┌─ Material supplied

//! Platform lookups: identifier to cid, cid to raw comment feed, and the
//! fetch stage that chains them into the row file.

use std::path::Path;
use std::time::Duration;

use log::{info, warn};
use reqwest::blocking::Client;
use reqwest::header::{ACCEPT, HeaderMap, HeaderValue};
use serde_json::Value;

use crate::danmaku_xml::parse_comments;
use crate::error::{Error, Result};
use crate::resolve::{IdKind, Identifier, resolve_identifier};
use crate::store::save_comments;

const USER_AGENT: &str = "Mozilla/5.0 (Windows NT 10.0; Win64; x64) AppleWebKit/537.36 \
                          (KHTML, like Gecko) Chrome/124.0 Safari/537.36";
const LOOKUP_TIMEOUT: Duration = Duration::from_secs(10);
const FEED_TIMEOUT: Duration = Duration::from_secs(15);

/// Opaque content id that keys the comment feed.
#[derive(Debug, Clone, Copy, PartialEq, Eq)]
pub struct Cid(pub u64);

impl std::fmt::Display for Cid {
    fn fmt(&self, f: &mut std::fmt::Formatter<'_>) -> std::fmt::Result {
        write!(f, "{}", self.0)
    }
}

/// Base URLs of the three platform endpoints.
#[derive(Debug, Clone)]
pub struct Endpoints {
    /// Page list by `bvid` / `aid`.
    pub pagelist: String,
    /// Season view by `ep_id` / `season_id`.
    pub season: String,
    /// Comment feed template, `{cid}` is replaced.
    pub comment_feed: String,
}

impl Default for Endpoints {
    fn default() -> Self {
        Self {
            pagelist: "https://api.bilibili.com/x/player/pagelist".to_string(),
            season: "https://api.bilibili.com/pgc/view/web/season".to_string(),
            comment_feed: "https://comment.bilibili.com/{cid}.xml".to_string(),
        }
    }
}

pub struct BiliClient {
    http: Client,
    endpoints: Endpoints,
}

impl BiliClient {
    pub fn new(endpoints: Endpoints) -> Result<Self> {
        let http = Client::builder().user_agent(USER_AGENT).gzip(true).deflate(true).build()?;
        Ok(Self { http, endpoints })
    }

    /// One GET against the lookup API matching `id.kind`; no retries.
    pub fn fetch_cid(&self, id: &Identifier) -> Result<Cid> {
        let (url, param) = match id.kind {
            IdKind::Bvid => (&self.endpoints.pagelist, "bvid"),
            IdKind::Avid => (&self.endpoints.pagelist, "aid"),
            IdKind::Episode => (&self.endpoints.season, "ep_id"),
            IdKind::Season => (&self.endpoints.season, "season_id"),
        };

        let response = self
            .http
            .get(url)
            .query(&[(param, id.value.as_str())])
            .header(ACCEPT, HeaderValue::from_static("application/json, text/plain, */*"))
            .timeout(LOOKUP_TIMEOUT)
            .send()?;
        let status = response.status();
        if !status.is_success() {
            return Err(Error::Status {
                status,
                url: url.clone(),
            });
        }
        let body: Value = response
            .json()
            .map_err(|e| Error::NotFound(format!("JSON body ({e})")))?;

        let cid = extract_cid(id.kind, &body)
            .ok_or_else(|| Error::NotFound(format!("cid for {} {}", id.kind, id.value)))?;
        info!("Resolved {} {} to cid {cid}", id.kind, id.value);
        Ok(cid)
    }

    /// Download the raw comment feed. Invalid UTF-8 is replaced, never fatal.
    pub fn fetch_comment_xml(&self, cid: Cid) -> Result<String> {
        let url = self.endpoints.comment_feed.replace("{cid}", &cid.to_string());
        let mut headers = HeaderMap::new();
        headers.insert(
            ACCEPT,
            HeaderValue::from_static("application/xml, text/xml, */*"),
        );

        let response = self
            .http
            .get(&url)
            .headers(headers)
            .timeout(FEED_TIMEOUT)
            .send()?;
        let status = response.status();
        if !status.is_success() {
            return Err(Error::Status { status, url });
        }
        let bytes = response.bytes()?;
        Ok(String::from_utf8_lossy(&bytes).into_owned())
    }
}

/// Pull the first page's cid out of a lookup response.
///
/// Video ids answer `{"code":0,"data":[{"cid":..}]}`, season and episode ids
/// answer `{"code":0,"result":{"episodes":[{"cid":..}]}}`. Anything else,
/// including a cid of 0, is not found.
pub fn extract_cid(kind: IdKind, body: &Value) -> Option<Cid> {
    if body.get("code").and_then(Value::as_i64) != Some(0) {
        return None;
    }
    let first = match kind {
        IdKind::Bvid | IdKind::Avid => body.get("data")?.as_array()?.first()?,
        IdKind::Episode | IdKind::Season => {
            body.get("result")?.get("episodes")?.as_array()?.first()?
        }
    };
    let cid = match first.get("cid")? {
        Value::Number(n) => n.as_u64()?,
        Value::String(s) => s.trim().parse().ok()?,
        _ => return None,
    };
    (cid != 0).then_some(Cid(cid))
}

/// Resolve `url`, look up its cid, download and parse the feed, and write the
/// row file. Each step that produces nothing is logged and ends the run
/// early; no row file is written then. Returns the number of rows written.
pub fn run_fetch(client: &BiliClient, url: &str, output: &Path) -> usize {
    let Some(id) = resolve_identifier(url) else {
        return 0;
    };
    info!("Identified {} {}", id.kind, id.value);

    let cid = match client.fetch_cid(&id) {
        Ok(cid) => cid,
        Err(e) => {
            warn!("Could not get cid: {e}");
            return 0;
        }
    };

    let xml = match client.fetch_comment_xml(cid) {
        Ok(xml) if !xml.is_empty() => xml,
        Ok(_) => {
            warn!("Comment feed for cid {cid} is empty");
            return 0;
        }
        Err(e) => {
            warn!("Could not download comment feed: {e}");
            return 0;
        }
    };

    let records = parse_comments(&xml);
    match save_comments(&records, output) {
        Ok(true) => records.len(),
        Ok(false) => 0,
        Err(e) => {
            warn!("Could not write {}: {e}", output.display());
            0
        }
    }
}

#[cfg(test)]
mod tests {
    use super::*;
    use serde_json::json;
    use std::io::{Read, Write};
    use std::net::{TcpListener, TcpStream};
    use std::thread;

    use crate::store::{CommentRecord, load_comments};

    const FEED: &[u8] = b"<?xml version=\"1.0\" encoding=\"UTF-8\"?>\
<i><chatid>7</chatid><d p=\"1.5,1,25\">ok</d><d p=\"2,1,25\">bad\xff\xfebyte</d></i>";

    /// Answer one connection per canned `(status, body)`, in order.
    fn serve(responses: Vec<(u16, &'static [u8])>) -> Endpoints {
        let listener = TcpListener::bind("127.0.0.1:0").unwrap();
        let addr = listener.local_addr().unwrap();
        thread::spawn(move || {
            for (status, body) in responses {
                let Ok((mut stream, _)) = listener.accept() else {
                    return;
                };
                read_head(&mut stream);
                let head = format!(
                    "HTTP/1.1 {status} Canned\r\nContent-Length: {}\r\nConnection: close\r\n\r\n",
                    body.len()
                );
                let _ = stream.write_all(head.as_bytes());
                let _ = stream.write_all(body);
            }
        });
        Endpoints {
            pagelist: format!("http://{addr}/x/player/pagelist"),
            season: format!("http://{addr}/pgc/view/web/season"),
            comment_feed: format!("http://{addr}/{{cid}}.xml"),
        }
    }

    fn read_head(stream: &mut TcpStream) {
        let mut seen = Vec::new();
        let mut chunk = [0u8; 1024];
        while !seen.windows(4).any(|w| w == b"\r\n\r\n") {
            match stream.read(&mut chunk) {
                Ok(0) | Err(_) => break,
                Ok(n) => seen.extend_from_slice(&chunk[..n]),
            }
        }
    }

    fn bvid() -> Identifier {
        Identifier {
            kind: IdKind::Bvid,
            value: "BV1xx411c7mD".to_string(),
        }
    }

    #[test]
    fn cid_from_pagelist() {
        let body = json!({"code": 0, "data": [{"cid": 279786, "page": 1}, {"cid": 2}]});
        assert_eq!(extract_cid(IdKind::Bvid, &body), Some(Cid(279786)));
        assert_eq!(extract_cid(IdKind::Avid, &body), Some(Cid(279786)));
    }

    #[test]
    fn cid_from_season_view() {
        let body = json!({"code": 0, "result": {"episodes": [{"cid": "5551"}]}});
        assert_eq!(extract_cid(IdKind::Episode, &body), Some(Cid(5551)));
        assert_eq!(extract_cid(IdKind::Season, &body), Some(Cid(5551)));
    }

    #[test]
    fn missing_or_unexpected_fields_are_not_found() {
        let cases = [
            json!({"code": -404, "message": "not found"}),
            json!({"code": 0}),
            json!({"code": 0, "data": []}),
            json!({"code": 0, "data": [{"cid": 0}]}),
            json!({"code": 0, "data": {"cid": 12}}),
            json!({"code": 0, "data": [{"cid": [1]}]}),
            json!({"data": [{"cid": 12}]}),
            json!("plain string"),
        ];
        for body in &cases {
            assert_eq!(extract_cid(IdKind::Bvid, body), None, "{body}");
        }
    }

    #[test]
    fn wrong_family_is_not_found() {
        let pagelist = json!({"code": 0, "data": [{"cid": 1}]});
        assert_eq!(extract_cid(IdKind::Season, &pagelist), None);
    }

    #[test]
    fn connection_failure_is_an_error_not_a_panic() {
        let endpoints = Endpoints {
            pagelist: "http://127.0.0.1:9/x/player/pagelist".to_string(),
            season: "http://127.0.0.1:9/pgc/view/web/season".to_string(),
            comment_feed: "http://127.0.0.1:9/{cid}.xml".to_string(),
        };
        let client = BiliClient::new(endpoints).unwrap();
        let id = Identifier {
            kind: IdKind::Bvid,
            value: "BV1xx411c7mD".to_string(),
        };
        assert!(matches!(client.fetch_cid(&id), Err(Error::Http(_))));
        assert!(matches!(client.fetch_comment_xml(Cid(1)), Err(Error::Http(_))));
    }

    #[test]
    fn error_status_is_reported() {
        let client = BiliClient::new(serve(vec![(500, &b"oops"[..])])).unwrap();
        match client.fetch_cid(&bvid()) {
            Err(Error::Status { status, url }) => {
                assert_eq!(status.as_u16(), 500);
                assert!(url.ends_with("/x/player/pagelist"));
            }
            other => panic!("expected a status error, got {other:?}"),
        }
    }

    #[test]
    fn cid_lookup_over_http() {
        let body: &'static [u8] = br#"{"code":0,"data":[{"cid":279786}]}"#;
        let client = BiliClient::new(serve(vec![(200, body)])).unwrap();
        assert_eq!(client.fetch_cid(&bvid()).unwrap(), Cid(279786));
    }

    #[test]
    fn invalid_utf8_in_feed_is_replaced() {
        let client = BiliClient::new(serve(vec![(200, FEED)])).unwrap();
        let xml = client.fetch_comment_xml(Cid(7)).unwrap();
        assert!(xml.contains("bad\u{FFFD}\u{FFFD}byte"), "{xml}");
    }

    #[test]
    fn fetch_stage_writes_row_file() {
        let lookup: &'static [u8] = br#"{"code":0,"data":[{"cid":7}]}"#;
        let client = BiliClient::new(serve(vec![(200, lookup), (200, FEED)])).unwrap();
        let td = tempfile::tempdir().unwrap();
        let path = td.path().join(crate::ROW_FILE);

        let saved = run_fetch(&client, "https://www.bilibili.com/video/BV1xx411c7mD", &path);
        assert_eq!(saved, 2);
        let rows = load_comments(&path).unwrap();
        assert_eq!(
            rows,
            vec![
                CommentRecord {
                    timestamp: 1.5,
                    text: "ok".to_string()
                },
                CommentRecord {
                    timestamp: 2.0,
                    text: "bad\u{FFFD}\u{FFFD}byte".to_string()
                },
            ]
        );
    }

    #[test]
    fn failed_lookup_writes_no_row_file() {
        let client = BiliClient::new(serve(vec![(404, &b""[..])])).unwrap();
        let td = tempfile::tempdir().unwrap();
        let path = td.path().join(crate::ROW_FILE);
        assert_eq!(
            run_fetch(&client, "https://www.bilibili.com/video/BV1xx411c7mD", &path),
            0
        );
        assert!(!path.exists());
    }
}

└─

*Required action*. Your answer should be the exact lines above from the one with "pub fn run_fetch(client: &BiliClient, url: &str, output: &Path)" through the one with "let xml = match", both included, and nothing besides.

*Response area*.
pub fn run_fetch(client: &BiliClient, url: &str, output: &Path) -> usize {
    let Some(id) = resolve_identifier(url) else {
        return 0;
    };
    info!("Identified {} {}", id.kind, id.value);

    let cid = match client.fetch_cid(&id) {
        Ok(cid) => cid,
        Err(e) => {
            warn!("Could not get cid: {e}");
            return 0;
        }
    };

    let xml = match client.fetch_comment_xml(cid) {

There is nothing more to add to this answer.